Description of the task = From the records beneath, determine how many lines contain "requested" and report only that figure.

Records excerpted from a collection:

=======

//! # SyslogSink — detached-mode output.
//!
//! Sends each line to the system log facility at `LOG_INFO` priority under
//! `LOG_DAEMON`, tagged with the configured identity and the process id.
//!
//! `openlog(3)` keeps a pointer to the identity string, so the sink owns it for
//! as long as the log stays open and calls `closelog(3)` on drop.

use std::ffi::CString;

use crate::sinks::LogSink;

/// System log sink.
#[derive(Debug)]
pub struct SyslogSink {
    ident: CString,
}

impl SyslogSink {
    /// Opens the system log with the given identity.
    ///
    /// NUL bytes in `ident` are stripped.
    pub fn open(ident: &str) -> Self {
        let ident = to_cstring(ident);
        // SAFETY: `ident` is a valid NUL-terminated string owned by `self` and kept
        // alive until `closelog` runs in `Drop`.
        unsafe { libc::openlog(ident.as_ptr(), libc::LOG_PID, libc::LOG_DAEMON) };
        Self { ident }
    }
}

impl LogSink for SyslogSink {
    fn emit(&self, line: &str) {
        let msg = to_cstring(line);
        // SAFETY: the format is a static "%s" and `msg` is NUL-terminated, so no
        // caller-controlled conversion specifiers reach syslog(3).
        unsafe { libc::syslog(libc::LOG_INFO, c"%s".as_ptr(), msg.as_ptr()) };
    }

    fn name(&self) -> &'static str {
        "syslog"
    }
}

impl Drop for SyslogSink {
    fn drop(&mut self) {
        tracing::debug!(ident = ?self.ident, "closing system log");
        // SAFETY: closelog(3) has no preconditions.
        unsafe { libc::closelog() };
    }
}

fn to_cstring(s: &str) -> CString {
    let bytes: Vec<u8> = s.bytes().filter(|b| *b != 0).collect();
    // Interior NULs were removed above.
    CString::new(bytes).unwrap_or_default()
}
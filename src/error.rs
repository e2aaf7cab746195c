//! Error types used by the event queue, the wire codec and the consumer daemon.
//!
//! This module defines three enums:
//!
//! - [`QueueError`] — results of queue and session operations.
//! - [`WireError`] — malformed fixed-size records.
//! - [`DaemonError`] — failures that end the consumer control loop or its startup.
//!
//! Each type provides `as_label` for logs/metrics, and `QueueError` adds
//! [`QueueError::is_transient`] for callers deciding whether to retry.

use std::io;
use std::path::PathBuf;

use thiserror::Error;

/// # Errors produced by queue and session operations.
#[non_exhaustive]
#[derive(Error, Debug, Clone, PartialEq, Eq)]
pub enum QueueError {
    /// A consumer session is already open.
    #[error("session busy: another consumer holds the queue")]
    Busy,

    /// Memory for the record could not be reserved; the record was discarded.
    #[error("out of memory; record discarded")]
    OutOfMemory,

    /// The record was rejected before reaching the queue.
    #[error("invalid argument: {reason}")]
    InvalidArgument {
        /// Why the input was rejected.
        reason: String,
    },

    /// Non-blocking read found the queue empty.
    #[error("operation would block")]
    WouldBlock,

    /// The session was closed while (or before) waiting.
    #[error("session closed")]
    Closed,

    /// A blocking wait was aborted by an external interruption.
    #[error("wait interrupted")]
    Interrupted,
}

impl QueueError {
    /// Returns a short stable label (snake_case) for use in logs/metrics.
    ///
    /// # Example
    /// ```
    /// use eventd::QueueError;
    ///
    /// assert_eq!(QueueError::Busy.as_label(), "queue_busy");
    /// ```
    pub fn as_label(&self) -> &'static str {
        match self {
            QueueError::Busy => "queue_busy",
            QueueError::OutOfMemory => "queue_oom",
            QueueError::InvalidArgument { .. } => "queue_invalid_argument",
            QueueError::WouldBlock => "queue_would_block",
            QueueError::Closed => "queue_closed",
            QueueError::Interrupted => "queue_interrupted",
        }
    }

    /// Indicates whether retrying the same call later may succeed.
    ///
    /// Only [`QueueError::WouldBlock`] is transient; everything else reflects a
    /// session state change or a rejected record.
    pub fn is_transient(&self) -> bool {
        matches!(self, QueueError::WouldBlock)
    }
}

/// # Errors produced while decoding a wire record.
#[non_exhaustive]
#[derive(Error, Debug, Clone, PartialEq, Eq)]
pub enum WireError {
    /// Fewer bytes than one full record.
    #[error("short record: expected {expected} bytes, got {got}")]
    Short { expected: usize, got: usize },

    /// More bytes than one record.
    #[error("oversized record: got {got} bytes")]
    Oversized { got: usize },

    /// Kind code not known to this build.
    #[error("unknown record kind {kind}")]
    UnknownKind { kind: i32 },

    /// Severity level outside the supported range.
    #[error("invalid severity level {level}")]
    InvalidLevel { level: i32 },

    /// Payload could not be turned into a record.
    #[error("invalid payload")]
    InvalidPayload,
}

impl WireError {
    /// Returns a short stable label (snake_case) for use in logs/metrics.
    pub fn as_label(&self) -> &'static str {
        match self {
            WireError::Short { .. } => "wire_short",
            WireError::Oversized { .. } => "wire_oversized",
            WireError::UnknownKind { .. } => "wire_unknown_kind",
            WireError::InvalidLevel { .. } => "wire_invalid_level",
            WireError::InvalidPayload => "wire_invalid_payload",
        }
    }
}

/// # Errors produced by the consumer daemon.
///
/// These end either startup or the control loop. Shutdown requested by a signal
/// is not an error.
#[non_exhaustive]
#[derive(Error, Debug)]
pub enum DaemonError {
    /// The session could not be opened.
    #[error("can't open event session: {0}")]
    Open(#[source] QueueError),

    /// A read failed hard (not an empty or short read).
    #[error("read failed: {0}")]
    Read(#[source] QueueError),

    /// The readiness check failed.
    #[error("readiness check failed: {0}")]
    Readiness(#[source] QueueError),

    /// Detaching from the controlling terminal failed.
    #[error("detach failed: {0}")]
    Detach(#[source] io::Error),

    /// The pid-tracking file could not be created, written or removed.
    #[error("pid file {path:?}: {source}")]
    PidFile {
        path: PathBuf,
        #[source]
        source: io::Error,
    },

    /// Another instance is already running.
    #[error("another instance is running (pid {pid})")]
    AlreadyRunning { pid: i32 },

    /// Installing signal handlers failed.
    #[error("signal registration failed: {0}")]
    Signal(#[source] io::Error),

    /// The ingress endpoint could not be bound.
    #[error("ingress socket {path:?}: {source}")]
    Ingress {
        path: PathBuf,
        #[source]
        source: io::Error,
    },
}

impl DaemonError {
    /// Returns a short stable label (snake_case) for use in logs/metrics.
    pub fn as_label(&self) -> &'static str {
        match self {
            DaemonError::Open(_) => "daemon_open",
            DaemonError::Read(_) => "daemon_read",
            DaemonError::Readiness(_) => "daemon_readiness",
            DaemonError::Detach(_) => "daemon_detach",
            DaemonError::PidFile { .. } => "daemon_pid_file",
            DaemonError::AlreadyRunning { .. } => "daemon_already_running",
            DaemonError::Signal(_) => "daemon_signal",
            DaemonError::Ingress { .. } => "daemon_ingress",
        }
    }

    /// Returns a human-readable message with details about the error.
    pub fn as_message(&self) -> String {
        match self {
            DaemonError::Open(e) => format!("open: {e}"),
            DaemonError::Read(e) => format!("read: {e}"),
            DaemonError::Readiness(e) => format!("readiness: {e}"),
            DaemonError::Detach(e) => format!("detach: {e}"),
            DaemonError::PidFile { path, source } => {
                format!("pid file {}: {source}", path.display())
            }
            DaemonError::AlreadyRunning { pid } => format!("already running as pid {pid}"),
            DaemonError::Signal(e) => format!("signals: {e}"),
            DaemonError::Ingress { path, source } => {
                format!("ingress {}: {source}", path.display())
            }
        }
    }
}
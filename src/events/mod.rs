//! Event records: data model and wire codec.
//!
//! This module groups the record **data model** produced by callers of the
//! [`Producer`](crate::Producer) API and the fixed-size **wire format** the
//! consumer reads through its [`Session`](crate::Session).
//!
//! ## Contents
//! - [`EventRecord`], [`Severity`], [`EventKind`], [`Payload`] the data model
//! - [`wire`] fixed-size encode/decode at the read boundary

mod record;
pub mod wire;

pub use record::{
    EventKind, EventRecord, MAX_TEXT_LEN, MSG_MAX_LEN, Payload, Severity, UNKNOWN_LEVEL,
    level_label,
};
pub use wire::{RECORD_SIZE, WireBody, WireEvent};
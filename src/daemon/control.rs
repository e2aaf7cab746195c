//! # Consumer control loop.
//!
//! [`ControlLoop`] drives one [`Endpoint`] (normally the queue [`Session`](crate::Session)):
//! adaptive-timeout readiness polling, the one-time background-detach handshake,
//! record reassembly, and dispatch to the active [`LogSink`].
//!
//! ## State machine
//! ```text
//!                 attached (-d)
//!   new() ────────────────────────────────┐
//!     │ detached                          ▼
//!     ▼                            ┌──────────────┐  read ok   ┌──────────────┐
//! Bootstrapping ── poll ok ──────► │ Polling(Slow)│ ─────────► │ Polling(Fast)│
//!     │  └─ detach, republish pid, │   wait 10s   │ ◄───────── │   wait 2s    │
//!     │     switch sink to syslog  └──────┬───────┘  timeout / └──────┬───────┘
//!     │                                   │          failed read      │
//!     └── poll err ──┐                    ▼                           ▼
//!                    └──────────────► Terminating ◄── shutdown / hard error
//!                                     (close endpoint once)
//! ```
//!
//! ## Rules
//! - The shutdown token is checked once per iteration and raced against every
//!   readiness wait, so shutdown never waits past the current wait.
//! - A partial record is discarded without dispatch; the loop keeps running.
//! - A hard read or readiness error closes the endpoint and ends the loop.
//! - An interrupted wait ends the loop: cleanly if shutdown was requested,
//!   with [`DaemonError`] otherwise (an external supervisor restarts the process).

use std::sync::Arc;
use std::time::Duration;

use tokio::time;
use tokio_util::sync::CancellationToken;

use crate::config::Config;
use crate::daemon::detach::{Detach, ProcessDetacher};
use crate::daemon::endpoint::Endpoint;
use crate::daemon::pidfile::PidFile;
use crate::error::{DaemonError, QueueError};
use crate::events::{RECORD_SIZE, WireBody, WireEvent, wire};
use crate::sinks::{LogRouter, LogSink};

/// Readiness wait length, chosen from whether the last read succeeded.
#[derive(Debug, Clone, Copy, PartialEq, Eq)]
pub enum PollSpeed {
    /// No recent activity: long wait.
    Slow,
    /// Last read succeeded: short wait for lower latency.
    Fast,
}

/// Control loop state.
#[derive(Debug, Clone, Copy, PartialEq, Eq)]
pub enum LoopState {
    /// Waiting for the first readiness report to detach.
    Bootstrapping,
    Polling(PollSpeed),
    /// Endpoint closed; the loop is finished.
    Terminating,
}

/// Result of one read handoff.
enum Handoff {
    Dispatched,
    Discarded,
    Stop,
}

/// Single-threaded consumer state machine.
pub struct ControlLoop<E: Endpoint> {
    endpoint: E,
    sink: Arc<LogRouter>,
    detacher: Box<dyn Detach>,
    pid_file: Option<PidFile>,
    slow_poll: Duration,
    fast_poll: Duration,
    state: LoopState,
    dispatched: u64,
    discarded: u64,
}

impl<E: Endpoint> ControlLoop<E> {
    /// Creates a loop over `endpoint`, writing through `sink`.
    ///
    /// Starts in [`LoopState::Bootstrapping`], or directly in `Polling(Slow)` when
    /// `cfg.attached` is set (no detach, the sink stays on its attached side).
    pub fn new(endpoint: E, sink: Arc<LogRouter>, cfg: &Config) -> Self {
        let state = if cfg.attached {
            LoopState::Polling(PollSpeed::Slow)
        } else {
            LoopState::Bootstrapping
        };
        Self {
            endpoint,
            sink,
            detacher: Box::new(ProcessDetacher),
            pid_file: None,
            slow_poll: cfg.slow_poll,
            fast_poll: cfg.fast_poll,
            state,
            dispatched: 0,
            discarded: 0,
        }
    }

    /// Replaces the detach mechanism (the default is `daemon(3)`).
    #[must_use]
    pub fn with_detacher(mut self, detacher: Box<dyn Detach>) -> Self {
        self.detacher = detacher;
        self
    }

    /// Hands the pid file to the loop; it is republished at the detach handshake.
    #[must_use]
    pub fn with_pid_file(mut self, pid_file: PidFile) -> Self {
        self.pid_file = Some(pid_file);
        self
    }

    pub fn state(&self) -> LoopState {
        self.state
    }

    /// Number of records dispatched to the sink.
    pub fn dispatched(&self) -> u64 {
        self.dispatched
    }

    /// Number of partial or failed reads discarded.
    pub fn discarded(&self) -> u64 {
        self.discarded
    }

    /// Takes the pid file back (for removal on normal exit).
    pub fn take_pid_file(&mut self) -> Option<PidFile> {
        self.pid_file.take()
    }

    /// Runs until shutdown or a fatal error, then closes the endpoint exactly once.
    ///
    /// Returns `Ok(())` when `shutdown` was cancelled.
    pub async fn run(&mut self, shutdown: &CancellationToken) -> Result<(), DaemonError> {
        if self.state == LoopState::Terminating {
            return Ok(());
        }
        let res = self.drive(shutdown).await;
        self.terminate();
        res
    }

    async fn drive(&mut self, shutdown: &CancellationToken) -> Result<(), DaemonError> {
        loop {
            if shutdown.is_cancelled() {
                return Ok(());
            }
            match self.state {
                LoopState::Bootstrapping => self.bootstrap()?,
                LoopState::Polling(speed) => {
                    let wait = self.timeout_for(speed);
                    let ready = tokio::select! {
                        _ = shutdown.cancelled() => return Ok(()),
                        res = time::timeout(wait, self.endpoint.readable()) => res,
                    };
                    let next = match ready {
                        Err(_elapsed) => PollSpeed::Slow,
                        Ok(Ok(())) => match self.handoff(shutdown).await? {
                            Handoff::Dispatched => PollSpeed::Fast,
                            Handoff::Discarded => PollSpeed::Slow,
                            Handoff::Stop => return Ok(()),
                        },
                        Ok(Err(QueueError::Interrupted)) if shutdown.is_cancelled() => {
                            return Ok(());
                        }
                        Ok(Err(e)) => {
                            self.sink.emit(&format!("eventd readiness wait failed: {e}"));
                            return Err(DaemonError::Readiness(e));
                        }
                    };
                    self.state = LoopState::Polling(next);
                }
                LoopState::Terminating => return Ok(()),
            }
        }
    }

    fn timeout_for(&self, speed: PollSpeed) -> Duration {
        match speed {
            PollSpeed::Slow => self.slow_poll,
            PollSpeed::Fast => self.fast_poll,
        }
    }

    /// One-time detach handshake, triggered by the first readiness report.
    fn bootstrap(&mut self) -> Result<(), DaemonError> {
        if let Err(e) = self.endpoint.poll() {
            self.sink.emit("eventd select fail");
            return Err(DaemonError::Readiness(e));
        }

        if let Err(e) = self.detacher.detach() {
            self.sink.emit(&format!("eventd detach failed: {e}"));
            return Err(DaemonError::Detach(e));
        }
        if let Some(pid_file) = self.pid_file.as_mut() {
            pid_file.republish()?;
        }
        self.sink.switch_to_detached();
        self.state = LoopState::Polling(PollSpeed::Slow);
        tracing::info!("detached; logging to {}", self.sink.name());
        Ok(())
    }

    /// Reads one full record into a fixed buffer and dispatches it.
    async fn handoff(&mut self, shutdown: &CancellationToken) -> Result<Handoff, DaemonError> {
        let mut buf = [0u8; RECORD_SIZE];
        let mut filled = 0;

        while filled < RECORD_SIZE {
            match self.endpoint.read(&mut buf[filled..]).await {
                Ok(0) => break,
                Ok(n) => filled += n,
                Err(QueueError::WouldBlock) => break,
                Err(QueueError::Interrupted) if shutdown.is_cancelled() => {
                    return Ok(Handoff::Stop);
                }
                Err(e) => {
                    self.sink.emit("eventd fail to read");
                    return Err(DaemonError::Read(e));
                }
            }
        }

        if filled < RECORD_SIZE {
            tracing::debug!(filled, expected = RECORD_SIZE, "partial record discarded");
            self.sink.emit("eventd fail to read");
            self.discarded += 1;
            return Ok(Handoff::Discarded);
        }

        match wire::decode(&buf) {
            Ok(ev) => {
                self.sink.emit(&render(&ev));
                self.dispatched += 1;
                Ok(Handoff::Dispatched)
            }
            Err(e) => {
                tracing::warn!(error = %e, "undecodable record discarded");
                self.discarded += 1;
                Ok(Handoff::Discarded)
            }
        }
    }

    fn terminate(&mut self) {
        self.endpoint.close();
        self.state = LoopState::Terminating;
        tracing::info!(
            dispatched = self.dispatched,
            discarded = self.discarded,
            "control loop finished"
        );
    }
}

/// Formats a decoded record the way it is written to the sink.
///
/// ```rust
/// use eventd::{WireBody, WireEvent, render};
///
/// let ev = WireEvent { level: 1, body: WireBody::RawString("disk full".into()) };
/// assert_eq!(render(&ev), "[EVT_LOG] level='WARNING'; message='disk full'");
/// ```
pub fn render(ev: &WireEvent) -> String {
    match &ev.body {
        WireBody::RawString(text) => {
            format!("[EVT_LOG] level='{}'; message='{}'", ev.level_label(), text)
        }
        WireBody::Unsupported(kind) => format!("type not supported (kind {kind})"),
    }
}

=======

Answer section = 2